• **Your assignment**: Across the listing below, count every line where the string "World" appears, then give only the count.

• **Supplied data**:
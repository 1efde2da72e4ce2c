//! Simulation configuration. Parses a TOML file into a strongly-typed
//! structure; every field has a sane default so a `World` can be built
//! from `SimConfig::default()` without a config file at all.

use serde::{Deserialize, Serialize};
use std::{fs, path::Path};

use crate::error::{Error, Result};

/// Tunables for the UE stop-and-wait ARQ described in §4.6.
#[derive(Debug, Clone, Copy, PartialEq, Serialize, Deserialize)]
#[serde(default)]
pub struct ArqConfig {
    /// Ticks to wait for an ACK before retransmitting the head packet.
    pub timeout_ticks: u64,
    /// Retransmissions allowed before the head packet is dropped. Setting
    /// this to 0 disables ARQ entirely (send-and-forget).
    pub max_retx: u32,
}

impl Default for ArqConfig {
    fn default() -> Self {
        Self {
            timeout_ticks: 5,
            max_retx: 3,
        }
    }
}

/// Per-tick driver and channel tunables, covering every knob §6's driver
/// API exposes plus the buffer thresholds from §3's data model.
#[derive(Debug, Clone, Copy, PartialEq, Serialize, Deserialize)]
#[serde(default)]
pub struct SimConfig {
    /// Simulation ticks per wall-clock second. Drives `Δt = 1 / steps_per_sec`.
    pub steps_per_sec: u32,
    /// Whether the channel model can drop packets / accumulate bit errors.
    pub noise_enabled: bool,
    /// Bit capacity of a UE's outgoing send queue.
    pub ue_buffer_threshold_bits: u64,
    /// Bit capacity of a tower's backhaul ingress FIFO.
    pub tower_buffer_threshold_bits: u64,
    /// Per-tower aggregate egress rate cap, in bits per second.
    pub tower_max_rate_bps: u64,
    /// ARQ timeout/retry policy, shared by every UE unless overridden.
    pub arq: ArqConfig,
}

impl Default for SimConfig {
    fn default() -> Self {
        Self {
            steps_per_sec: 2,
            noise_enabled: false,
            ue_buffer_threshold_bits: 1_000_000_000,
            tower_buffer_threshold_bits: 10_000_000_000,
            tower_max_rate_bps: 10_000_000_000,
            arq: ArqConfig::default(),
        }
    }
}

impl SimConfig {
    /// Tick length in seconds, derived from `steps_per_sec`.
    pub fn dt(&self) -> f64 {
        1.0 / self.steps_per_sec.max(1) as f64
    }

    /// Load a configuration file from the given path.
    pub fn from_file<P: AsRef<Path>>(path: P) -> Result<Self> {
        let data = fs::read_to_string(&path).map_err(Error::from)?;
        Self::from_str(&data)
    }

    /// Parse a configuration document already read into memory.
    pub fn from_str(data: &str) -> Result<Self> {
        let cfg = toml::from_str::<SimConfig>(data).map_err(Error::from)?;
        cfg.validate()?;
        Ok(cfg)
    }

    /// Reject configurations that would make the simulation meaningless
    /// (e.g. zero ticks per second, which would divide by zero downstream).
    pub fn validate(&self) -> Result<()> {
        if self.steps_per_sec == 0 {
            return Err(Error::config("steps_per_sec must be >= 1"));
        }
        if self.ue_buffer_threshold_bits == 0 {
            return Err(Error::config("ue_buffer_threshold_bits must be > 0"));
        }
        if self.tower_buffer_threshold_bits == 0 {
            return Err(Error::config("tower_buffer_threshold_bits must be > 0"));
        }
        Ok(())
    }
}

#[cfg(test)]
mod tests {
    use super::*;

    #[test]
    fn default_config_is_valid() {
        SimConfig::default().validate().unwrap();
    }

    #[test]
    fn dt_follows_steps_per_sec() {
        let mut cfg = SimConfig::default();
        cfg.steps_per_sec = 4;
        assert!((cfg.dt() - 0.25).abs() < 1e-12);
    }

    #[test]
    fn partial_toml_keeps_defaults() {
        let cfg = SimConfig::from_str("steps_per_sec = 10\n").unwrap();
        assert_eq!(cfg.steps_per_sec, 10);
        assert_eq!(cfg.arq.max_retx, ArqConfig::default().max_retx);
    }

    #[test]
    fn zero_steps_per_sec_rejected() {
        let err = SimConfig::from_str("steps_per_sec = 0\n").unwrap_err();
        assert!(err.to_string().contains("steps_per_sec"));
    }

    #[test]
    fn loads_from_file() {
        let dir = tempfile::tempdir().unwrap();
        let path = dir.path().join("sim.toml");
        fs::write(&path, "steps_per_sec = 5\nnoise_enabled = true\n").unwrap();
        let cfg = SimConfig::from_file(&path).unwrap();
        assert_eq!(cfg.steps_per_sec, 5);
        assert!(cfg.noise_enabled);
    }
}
* * *
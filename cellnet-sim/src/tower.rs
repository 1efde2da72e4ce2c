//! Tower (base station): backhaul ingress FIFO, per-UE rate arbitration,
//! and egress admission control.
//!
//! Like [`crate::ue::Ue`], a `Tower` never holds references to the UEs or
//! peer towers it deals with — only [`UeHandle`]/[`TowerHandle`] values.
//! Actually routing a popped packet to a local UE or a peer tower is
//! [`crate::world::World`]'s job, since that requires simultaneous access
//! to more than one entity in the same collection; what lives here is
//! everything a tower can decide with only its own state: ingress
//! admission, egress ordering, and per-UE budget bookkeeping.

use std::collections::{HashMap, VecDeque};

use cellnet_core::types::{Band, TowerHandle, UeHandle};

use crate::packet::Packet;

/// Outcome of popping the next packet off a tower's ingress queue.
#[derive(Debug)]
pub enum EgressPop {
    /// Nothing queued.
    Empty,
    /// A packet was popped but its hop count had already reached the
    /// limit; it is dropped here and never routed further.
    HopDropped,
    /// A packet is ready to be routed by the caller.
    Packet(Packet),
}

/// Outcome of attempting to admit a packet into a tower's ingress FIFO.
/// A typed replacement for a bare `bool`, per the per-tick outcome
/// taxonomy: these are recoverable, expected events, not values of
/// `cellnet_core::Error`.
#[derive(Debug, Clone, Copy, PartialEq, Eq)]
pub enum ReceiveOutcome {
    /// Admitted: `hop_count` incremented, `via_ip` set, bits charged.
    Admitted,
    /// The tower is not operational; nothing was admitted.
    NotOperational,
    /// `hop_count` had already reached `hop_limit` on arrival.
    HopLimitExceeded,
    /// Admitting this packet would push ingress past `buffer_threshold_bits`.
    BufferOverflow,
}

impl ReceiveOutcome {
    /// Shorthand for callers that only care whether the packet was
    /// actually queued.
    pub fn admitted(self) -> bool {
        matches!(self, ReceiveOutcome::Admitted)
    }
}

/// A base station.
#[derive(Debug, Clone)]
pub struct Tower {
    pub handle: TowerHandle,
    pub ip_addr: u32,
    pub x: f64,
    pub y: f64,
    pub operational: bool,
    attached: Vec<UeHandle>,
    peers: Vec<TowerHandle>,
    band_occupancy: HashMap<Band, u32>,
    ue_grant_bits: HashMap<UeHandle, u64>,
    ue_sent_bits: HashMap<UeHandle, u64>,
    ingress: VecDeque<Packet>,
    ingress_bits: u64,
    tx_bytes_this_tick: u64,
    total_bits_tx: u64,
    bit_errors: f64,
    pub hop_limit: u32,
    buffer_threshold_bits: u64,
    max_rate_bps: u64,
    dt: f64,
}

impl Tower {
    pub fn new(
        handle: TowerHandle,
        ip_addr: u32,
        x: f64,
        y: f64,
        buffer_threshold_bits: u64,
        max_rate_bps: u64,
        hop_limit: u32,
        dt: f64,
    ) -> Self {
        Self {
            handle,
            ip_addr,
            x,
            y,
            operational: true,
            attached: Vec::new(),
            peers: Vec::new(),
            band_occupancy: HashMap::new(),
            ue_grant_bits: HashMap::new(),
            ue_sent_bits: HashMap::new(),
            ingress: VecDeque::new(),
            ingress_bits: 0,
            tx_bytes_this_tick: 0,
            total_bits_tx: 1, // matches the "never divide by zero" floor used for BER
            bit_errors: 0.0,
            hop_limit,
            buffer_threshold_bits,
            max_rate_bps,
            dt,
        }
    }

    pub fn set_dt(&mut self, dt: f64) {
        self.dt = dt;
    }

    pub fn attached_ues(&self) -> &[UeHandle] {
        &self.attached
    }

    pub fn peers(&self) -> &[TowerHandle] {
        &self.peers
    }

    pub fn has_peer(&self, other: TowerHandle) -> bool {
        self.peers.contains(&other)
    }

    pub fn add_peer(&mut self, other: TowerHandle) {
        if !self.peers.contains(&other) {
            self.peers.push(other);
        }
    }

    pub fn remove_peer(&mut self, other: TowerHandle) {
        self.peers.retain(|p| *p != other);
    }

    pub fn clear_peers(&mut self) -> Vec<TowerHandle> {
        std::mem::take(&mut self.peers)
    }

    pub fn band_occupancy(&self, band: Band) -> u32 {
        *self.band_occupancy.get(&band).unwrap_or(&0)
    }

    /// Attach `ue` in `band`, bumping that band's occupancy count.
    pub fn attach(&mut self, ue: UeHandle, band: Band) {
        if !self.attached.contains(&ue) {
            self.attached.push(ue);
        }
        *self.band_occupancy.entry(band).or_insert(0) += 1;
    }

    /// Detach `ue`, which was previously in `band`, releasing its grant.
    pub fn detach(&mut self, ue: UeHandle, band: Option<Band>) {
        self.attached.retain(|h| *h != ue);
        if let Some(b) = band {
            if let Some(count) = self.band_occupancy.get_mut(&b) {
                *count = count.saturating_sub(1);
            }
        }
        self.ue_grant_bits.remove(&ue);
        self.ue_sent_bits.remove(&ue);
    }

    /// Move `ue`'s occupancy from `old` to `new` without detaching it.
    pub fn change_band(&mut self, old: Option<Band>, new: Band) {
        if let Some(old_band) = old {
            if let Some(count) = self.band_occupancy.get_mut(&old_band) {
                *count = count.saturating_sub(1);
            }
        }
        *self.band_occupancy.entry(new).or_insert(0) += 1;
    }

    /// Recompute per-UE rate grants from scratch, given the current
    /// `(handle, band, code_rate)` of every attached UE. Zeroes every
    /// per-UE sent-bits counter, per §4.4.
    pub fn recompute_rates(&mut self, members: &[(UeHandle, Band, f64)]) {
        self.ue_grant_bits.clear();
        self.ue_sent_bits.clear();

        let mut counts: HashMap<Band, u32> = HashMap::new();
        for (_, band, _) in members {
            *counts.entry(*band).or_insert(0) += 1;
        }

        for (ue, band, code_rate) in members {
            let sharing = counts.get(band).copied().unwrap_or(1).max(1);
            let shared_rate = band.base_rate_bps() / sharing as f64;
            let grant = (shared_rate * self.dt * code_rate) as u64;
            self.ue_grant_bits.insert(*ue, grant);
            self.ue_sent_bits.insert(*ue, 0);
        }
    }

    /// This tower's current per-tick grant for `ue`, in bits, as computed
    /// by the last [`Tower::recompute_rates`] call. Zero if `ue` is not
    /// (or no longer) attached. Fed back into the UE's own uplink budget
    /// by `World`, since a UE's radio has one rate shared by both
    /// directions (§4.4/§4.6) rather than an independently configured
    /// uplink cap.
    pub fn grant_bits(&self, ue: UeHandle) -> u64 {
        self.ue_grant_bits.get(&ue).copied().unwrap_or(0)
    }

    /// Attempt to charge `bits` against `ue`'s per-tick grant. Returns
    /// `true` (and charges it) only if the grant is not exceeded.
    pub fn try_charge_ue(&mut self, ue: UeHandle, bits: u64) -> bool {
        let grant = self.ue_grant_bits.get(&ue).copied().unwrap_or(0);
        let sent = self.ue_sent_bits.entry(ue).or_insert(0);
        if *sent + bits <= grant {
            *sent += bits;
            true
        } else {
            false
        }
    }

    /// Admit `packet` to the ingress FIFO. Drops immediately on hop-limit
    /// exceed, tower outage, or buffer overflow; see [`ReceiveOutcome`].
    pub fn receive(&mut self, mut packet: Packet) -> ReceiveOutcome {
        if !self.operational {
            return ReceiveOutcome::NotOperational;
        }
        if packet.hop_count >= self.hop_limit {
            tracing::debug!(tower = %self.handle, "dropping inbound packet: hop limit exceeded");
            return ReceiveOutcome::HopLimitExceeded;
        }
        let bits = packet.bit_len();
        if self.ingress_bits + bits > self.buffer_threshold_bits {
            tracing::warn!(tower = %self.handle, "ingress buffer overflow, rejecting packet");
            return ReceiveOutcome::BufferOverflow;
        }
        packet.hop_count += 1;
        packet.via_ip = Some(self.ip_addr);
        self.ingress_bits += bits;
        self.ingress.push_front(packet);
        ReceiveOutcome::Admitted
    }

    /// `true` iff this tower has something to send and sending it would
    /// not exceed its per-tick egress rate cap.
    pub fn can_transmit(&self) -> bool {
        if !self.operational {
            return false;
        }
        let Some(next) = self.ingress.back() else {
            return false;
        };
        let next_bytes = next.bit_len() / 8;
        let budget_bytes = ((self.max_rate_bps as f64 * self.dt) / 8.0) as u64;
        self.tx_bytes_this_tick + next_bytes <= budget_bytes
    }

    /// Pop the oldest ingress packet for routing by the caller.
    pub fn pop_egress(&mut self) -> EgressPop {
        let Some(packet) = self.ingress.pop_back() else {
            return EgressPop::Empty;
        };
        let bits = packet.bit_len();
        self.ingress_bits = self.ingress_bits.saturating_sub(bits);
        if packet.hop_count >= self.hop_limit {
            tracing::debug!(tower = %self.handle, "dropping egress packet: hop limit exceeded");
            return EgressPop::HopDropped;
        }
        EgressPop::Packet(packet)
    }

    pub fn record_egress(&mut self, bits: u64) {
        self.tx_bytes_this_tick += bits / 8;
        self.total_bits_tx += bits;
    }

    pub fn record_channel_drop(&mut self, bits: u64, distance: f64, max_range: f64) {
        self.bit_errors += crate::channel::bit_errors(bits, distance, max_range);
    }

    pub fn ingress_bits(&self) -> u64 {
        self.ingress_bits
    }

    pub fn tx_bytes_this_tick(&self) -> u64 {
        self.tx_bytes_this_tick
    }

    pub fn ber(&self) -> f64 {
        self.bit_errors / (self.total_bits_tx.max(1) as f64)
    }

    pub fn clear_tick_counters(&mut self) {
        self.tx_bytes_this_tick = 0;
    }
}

• **Response to the exercise**: 3